Sikatuna is a fifth income class municipality in the province of Bohol, Philippines, 17 kilometres (11 mi) from Tagbilaran. According to the 2010 census, it has a population of 6,380, and a total area of 3,822 hectares (9,440 acres), making it the smallest municipality in Bohol. The town is named after Datu Sikatuna, the ancient chieftain of Bohol, although there is no evidence he lived in the area.

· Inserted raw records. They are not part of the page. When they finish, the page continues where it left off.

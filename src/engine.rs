use crate::card::QuizQuestion;
use crate::dataset::{DatasetError, validate_all};
use crate::feedback::Feedback;
use crate::shuffle::QuestionKey;

/// Coarse state of a session.
#[derive(Debug, Clone, Copy, PartialEq, Eq, serde::Serialize, serde::Deserialize)]
#[serde(rename_all = "lowercase")]
pub enum Phase {
    Ongoing,
    Finished,
}

#[derive(Debug, thiserror::Error, PartialEq, Eq)]
pub enum QuizError {
    #[error(transparent)]
    Dataset(#[from] DatasetError),
    #[error("answer {index} is out of range for a question with {options} options")]
    AnswerOutOfRange { index: usize, options: usize },
    #[error("a quiz needs at least one question to be scored")]
    EmptyQuiz,
    #[error("score {score} exceeds the number of questions ({total})")]
    ScoreOutOfRange { score: usize, total: usize },
    #[error("session state is inconsistent: {0}")]
    InconsistentState(String),
}

/// Result of [`QuizSession::submit_answer`].
#[derive(Debug, Clone, Copy, PartialEq, Eq)]
pub enum AnswerOutcome {
    Recorded { correct: bool },
    /// The question was already answered or the quiz is over.
    Ignored,
}

/// Result of [`QuizSession::advance`].
#[derive(Debug, Clone, Copy, PartialEq, Eq)]
pub enum Advance {
    /// Moved on to the question at this index.
    Question(usize),
    Finished,
    /// The quiz was already finished.
    Ignored,
}

/// How one option of the current question should be presented.
#[derive(Debug, Clone, Copy, PartialEq, Eq)]
pub enum OptionState {
    /// Question not answered yet; the option can be chosen.
    Selectable,
    /// The correct option, revealed after answering.
    Correct,
    /// The option the user picked, when it was wrong.
    Incorrect,
    /// Any other option once the question is locked.
    Dimmed,
}

impl OptionState {
    pub fn is_selectable(self) -> bool {
        self == Self::Selectable
    }

    pub fn css_class(self) -> &'static str {
        match self {
            Self::Selectable => "option option-selectable",
            Self::Correct => "option option-correct",
            Self::Incorrect => "option option-incorrect",
            Self::Dimmed => "option option-dimmed",
        }
    }
}

/// Read-only view handed to the presentation layer on each render.
#[derive(Debug, Clone, Copy, PartialEq, Eq)]
pub struct SessionSnapshot<'a> {
    pub phase: Phase,
    pub current_index: usize,
    pub current_question: &'a QuizQuestion,
    pub is_current_answered: bool,
    pub selected_answer: Option<usize>,
    pub score: usize,
    pub total: usize,
}

/// Summary of a finished session.
#[derive(Debug, Clone, Copy, PartialEq, Eq, serde::Serialize, serde::Deserialize)]
pub struct QuizResult {
    pub score: usize,
    pub total: usize,
    pub feedback: Feedback,
}

/// One run through a fixed question sequence.
///
/// All mutation goes through [`submit_answer`](Self::submit_answer),
/// [`advance`](Self::advance) and [`restart`](Self::restart).
#[derive(Debug, Clone, PartialEq, Eq, serde::Serialize, serde::Deserialize)]
#[serde(try_from = "SessionState")]
pub struct QuizSession {
    questions: Vec<QuizQuestion>,
    current_index: usize,
    answers: Vec<Option<usize>>,
    score: usize,
    phase: Phase,
    generation: u64,
}

impl QuizSession {
    /// Starts a session at the first question with nothing answered.
    ///
    /// # Errors
    /// Returns [`QuizError::Dataset`] if `questions` is empty or any question
    /// has fewer than two options or a correct index outside its options.
    pub fn new(questions: Vec<QuizQuestion>) -> Result<Self, QuizError> {
        validate_all(&questions)?;
        log::info!("starting quiz with {} questions", questions.len());
        Ok(Self::fresh(questions, 0))
    }

    fn fresh(questions: Vec<QuizQuestion>, generation: u64) -> Self {
        let total = questions.len();
        Self {
            questions,
            current_index: 0,
            answers: vec![None; total],
            score: 0,
            phase: Phase::Ongoing,
            generation,
        }
    }

    /// Records `answer_index` for the current question.
    ///
    /// A second answer to the same question, or any answer after the quiz
    /// has finished, is ignored without touching the score.
    ///
    /// # Errors
    /// Returns [`QuizError::AnswerOutOfRange`] if `answer_index` is not a
    /// valid option of the current question.
    pub fn submit_answer(&mut self, answer_index: usize) -> Result<AnswerOutcome, QuizError> {
        if self.phase == Phase::Finished {
            log::debug!("ignoring answer {answer_index}: quiz already finished");
            return Ok(AnswerOutcome::Ignored);
        }

        let question = &self.questions[self.current_index];
        if answer_index >= question.options.len() {
            return Err(QuizError::AnswerOutOfRange {
                index: answer_index,
                options: question.options.len(),
            });
        }

        if self.answers[self.current_index].is_some() {
            log::debug!(
                "ignoring answer {answer_index}: question {} already answered",
                self.current_index
            );
            return Ok(AnswerOutcome::Ignored);
        }

        let correct = question.is_correct(answer_index);
        self.answers[self.current_index] = Some(answer_index);
        if correct {
            self.score += 1;
        }

        log::debug!(
            "question {} answered with option {answer_index} ({}), score {}/{}",
            self.current_index,
            if correct { "correct" } else { "incorrect" },
            self.score,
            self.total()
        );

        Ok(AnswerOutcome::Recorded { correct })
    }

    /// Moves to the next question, or finishes the quiz from the last one.
    ///
    /// Unanswered questions may be skipped; gating the "next" control on an
    /// answer is left to the caller.
    pub fn advance(&mut self) -> Advance {
        if self.phase == Phase::Finished {
            return Advance::Ignored;
        }

        if self.is_last_question() {
            self.phase = Phase::Finished;
            log::info!("quiz finished with score {}/{}", self.score, self.total());
            return Advance::Finished;
        }

        self.current_index += 1;
        log::debug!("advanced to question {}", self.current_index);
        Advance::Question(self.current_index)
    }

    /// Throws away all progress and starts over from the first question.
    pub fn restart(&mut self) {
        let questions = std::mem::take(&mut self.questions);
        *self = Self::fresh(questions, self.generation.wrapping_add(1));
        log::info!("quiz restarted (generation {})", self.generation);
    }

    pub fn phase(&self) -> Phase {
        self.phase
    }

    pub fn is_finished(&self) -> bool {
        self.phase == Phase::Finished
    }

    pub fn current_index(&self) -> usize {
        self.current_index
    }

    pub fn current_question(&self) -> &QuizQuestion {
        &self.questions[self.current_index]
    }

    pub fn questions(&self) -> &[QuizQuestion] {
        &self.questions
    }

    pub fn answer_for(&self, index: usize) -> Option<usize> {
        self.answers.get(index).copied().flatten()
    }

    pub fn answers(&self) -> &[Option<usize>] {
        &self.answers
    }

    pub fn is_current_answered(&self) -> bool {
        self.answers[self.current_index].is_some()
    }

    pub fn is_last_question(&self) -> bool {
        self.current_index + 1 == self.questions.len()
    }

    pub fn score(&self) -> usize {
        self.score
    }

    pub fn total(&self) -> usize {
        self.questions.len()
    }

    pub fn generation(&self) -> u64 {
        self.generation
    }

    /// Identity of the question on screen, used to memoize its display order.
    pub fn question_key(&self) -> QuestionKey {
        QuestionKey {
            generation: self.generation,
            index: self.current_index,
        }
    }

    pub fn option_state(&self, original_index: usize) -> OptionState {
        let Some(selected) = self.answers[self.current_index] else {
            return OptionState::Selectable;
        };

        if self.current_question().is_correct(original_index) {
            OptionState::Correct
        } else if original_index == selected {
            OptionState::Incorrect
        } else {
            OptionState::Dimmed
        }
    }

    pub fn snapshot(&self) -> SessionSnapshot<'_> {
        SessionSnapshot {
            phase: self.phase,
            current_index: self.current_index,
            current_question: self.current_question(),
            is_current_answered: self.is_current_answered(),
            selected_answer: self.answers[self.current_index],
            score: self.score,
            total: self.total(),
        }
    }

    /// Final score and feedback; `None` while the quiz is still running.
    pub fn result(&self) -> Option<QuizResult> {
        if self.phase != Phase::Finished {
            return None;
        }

        Feedback::compute(self.score, self.total())
            .ok()
            .map(|feedback| QuizResult {
                score: self.score,
                total: self.total(),
                feedback,
            })
    }
}

/// Unchecked wire form of [`QuizSession`].
#[derive(serde::Deserialize)]
struct SessionState {
    questions: Vec<QuizQuestion>,
    current_index: usize,
    answers: Vec<Option<usize>>,
    score: usize,
    phase: Phase,
    #[serde(default)]
    generation: u64,
}

impl TryFrom<SessionState> for QuizSession {
    type Error = QuizError;

    fn try_from(state: SessionState) -> Result<Self, Self::Error> {
        validate_all(&state.questions)?;

        let total = state.questions.len();
        if state.answers.len() != total {
            return Err(QuizError::InconsistentState(format!(
                "{} answers recorded for {total} questions",
                state.answers.len()
            )));
        }

        if state.current_index >= total {
            return Err(QuizError::InconsistentState(format!(
                "current index {} past the last question",
                state.current_index
            )));
        }

        let mut correct = 0;
        for (position, (question, answer)) in state.questions.iter().zip(&state.answers).enumerate()
        {
            if let Some(answer) = *answer {
                if answer >= question.options.len() {
                    return Err(QuizError::InconsistentState(format!(
                        "answer {answer} to question {position} is not one of its options"
                    )));
                }
                if question.is_correct(answer) {
                    correct += 1;
                }
            }
        }

        if correct != state.score {
            return Err(QuizError::InconsistentState(format!(
                "score {} does not match {correct} correct answers",
                state.score
            )));
        }

        Ok(Self {
            questions: state.questions,
            current_index: state.current_index,
            answers: state.answers,
            score: state.score,
            phase: state.phase,
            generation: state.generation,
        })
    }
}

Sikatuna was formerly a part of the towns of Baclayon and Alburquerque. While part of Baclayon, Sikatuna was known as barrio Cambojod. Once Alburquerque became a town, Sikatuna was made a part of its new territory and given the name Cornago. Sikatuna became its own town in 1917. The ten barangays that now comprise Sikatuna were taken from three neighboring old municipalities: Alburquerque, Loboc, and Balilihan. In the original municipal ordinance converting barrio Cornago into a municipality, the municipal boundary was defined as barrio Cornago plus four northern barrios of Alburquerque: Libjo, Abucay Sur, Abucay Norte, and Can-agong. However, Senator Jose A. Clarin helped increase the territorial boundary by taking two barrios from Loboc: Cambuac Sur and Cambuac Norte; and two barrios from Balilihan: Badiang and Bahay-bahay. Cornago was divided into Poblacion I and Poblacion II.

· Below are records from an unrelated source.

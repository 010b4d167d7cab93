use std::fs;

use rulequiz::{
    DatasetError, DatasetSource, QuizConfig, QuizError, QuizSession, demo_questions,
};

const DOCUMENT: &str = r#"{
    "questions": [
        {
            "card": {
                "name": "Stormglass Seer",
                "manaCost": "{1}{U}{U}",
                "text": "Scry 2 when it enters.",
                "ruling": "You may put both cards on the bottom in any order."
            },
            "question": "Can you put both scried cards on the bottom?",
            "options": ["Yes", "No"],
            "correctAnswerIndex": 0,
            "explanation": "Scry lets you choose for each card."
        }
    ]
}"#;

#[test]
fn session_starts_from_a_dataset_file() {
    let root = tempfile::tempdir().expect("temporary directory should be created");
    let path = root.path().join("questions.json");
    fs::write(&path, DOCUMENT).expect("dataset should be written");

    let config = QuizConfig::from_args([path.display().to_string()]).expect("valid arguments");
    let questions = config.dataset.load().expect("dataset should load");
    let session = QuizSession::new(questions).expect("dataset is valid");

    assert_eq!(session.total(), 1);
    assert_eq!(session.current_question().card.mana_cost, "{1}{U}{U}");
}

#[test]
fn invalid_dataset_file_is_rejected() {
    let root = tempfile::tempdir().expect("temporary directory should be created");
    let path = root.path().join("questions.json");
    fs::write(&path, DOCUMENT.replace("\"correctAnswerIndex\": 0", "\"correctAnswerIndex\": 2"))
        .expect("dataset should be written");

    let error = DatasetSource::File(path).load().expect_err("index out of range");
    assert_eq!(
        error,
        DatasetError::CorrectIndexOutOfRange {
            question: 0,
            index: 2,
            options: 2
        }
    );
}

#[test]
fn demo_questions_start_a_session() {
    let session = QuizSession::new(demo_questions()).expect("demo set is valid");
    assert_eq!(session.total(), demo_questions().len());
    assert!(!session.is_current_answered());
}

#[test]
fn empty_dataset_cannot_start_a_session() {
    assert_eq!(
        QuizSession::new(Vec::new()),
        Err(QuizError::Dataset(DatasetError::Empty))
    );
}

During the Japanese occupation of the Philippines, Japanese forces established a garrison at the municipal building and installed a puppet mayor. During this time, Sikatuna became a haven for evacuees, both from neighboring towns and from nearby Cebu. The most famous evacuee was Don Mariano Jesus Cuenco who, after the war, became Senator and later, Secretary of Public Works. In 1945, Sikatuna was entered by Philippine Commonwealth Army soldiers and Boholano guerrillas fought against the Japanese Imperial forces during the Second Battle of Bohol.